[Dataset records]
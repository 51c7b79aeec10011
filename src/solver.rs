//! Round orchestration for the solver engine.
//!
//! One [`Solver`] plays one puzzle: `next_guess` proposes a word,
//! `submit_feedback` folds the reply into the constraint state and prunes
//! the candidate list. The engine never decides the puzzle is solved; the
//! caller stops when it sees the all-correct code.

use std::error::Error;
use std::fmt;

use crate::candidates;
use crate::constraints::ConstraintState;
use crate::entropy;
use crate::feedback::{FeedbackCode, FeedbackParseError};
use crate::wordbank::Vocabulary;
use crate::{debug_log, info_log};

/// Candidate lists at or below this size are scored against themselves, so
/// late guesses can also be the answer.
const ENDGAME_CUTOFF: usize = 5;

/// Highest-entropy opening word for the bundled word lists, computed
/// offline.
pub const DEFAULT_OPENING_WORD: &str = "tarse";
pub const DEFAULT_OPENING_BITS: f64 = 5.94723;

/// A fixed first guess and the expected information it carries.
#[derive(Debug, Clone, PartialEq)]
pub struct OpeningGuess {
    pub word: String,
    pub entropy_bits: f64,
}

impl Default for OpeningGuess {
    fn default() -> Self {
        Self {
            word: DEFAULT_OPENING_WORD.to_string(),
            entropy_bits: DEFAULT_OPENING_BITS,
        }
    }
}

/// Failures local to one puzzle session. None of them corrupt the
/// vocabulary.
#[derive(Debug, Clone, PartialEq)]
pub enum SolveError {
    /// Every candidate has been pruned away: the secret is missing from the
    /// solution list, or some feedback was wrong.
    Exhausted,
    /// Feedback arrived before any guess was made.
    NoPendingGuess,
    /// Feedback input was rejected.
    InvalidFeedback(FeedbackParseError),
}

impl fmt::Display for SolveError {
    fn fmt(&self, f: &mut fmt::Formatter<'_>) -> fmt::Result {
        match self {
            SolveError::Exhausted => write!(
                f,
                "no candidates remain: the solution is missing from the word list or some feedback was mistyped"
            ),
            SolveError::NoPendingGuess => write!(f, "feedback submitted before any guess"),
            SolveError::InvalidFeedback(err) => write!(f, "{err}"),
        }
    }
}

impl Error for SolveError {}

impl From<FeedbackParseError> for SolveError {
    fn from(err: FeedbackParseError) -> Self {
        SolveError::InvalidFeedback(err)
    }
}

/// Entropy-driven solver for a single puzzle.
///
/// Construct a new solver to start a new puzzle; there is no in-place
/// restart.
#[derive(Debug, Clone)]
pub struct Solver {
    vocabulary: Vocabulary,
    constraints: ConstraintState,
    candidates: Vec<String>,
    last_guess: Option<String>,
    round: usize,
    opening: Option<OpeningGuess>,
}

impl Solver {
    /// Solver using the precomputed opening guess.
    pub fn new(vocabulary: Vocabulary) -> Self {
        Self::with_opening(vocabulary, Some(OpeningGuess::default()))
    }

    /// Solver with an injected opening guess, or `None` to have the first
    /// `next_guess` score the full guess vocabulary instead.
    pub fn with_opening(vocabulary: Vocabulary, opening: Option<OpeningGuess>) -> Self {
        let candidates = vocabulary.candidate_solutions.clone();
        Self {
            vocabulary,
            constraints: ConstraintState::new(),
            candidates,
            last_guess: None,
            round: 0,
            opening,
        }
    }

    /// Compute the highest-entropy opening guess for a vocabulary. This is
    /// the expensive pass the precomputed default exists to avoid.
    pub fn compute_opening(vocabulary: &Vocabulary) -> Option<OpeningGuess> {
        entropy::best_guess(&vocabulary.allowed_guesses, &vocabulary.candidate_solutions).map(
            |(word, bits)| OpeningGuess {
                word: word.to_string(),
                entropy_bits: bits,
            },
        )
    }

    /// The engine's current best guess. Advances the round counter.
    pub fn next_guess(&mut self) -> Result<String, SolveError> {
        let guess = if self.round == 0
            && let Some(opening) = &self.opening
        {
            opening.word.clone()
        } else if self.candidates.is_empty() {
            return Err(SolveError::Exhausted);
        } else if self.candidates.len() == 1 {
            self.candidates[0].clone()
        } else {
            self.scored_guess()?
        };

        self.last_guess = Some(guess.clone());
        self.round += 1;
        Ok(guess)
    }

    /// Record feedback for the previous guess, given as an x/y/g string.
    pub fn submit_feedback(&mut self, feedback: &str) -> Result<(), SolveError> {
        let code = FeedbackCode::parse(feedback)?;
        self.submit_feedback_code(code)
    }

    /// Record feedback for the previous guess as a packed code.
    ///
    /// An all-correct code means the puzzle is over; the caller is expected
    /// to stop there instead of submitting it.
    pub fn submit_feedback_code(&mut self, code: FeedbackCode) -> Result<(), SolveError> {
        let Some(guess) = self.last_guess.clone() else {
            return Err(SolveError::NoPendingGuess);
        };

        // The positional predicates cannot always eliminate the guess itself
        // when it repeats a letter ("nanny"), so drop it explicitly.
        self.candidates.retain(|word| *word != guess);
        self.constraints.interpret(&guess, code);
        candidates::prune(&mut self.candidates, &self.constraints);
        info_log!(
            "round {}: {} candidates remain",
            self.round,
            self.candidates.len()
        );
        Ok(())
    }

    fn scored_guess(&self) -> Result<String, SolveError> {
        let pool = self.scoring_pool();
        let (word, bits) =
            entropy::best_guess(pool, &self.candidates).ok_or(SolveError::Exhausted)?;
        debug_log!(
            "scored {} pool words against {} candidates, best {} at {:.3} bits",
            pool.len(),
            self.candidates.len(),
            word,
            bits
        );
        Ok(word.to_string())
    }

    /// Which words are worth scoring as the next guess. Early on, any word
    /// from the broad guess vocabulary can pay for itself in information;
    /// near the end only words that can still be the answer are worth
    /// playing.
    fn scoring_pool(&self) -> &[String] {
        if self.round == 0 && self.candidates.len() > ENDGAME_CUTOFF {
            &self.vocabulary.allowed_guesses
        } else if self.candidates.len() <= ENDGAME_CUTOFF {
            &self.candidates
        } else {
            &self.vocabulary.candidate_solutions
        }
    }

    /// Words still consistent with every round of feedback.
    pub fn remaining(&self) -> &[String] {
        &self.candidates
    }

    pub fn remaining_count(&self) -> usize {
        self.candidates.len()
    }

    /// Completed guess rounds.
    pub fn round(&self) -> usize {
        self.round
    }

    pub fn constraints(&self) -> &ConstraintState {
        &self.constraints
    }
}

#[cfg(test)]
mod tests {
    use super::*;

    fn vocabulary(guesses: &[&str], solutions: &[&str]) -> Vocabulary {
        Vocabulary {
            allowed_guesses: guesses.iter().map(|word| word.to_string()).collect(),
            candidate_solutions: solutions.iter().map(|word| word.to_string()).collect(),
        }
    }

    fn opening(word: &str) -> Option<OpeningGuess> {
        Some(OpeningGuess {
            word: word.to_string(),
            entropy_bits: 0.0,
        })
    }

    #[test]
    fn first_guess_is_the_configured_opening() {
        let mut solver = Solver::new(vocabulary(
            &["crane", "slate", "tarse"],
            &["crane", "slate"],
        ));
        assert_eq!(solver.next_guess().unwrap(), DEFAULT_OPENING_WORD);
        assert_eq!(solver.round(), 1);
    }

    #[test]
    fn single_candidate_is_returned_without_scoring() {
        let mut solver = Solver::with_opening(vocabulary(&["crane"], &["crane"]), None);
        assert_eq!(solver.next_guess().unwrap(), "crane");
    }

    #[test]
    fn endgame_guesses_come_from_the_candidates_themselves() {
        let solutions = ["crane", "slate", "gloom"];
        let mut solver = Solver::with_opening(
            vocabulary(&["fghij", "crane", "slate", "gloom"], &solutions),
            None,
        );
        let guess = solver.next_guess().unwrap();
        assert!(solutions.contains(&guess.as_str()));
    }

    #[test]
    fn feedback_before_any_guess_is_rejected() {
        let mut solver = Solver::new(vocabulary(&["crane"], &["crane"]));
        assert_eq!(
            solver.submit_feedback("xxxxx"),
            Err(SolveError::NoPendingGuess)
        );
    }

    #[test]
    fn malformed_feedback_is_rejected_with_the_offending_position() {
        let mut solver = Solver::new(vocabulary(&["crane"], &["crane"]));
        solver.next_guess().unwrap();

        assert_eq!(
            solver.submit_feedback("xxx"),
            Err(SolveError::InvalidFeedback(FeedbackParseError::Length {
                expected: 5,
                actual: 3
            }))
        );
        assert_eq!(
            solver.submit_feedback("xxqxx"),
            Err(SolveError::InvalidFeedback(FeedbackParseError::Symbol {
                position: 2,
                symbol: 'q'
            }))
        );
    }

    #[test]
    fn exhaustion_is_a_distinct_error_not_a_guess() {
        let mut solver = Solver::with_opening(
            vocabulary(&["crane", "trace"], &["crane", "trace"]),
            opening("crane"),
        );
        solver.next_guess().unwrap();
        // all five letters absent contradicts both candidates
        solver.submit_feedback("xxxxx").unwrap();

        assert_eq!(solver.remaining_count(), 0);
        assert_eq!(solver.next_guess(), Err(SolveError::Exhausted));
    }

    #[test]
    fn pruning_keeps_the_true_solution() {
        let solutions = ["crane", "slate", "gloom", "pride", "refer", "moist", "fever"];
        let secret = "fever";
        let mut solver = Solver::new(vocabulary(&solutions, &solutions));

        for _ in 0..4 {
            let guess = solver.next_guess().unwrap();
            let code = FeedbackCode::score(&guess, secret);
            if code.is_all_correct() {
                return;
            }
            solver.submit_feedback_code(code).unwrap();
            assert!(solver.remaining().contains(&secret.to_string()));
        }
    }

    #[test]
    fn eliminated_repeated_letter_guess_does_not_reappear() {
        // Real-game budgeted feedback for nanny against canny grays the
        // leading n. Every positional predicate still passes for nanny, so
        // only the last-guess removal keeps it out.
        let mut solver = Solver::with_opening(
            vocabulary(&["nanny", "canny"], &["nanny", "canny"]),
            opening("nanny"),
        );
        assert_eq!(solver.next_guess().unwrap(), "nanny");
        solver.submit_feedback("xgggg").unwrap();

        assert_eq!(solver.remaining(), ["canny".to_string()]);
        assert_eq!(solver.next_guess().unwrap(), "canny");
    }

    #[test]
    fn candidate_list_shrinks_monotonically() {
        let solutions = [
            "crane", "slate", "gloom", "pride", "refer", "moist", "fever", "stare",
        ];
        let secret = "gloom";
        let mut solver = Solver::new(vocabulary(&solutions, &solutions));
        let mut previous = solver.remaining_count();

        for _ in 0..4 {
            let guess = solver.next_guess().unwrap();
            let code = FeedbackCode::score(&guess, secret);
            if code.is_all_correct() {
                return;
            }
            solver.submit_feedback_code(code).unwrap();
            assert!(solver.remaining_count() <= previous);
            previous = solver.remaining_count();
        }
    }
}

==

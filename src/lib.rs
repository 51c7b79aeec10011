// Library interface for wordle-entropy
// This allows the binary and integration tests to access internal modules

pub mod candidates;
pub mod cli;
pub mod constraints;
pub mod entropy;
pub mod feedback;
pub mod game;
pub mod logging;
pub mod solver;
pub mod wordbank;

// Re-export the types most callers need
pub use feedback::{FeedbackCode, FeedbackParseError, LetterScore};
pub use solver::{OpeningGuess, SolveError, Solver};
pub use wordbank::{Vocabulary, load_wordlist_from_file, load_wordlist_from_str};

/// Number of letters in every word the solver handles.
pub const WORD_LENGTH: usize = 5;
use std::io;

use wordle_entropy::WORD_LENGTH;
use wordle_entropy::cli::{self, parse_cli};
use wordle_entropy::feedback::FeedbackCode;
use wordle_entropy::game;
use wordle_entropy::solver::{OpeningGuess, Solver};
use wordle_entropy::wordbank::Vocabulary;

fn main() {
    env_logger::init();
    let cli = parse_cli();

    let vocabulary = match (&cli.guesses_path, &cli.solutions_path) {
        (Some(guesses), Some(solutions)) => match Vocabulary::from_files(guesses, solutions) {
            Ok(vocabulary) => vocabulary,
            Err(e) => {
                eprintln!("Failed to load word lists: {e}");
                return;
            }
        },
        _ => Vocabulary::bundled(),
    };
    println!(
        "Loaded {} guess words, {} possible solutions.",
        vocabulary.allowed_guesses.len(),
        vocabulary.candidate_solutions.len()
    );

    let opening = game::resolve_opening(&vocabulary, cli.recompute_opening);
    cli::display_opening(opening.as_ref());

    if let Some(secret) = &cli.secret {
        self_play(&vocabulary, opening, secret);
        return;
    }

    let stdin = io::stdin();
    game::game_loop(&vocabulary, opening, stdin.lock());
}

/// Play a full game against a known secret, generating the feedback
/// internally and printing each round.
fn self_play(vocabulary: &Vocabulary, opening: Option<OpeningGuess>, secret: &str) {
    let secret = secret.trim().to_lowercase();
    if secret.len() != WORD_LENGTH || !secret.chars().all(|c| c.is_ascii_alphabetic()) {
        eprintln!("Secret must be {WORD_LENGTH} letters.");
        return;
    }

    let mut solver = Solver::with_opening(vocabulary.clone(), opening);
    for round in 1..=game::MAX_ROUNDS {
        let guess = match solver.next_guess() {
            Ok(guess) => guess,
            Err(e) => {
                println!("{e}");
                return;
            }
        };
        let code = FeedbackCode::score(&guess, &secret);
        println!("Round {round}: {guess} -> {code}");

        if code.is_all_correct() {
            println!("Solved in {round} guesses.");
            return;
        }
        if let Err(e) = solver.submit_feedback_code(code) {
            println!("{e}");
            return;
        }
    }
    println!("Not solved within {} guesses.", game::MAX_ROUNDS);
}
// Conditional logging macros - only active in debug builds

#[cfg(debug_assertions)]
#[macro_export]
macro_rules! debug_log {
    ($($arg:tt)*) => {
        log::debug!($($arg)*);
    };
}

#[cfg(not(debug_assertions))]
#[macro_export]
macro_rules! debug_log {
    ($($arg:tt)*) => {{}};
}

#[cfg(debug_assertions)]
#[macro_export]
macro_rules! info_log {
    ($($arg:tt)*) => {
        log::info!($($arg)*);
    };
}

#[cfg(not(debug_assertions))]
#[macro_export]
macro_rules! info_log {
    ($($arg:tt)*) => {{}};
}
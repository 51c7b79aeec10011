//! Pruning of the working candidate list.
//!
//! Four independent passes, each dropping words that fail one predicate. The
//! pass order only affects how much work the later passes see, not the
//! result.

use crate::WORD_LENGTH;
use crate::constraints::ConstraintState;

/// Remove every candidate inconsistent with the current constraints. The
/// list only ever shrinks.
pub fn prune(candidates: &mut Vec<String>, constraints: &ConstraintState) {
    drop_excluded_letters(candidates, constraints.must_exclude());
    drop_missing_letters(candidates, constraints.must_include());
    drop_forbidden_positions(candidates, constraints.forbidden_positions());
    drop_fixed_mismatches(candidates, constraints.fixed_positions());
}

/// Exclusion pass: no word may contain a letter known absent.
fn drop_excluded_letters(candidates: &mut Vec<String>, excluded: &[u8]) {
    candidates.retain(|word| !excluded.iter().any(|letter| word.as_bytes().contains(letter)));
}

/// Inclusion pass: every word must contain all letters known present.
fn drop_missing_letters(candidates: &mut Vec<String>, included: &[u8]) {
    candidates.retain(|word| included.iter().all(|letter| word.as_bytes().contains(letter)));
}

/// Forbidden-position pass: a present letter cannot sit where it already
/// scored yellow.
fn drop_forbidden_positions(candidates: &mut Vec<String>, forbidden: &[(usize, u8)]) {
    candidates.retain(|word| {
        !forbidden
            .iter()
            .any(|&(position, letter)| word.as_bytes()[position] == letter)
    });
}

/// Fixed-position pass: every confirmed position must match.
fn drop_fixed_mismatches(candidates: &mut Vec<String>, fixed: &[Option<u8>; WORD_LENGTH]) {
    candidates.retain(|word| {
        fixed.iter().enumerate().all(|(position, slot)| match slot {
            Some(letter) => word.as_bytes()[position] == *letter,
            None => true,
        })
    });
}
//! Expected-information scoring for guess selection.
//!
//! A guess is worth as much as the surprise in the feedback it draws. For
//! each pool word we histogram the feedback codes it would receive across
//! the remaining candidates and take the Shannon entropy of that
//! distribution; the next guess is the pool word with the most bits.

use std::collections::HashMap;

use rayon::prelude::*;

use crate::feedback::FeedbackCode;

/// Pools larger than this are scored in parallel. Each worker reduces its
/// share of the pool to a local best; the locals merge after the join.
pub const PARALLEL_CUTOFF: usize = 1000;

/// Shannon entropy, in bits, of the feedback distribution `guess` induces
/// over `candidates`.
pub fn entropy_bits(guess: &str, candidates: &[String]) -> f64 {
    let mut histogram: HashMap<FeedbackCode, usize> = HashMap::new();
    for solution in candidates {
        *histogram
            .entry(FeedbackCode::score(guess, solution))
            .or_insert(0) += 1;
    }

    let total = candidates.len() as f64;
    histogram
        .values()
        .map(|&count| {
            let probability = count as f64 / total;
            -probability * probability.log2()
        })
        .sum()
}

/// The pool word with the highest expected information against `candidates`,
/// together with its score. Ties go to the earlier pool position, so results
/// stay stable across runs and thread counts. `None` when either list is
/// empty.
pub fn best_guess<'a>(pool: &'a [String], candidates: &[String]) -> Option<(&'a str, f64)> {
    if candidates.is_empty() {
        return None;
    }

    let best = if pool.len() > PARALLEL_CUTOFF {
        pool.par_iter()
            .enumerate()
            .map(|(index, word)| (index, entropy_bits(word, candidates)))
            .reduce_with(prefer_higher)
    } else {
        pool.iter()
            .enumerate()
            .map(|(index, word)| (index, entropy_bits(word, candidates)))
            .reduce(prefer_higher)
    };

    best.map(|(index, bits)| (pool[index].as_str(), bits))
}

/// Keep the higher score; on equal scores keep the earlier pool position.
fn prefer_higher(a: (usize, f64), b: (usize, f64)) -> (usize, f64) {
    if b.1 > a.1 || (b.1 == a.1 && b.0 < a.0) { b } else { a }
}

Work to complete:
Using the entries above, give again exactly the lines from the line holding "would receive across" through the line holding "use crate::feedback::FeedbackCode;". Include both end lines and nothing else.

Written response:
//! each pool word we histogram the feedback codes it would receive across
//! the remaining candidates and take the Shannon entropy of that
//! distribution; the next guess is the pool word with the most bits.

use std::collections::HashMap;

use rayon::prelude::*;

use crate::feedback::FeedbackCode;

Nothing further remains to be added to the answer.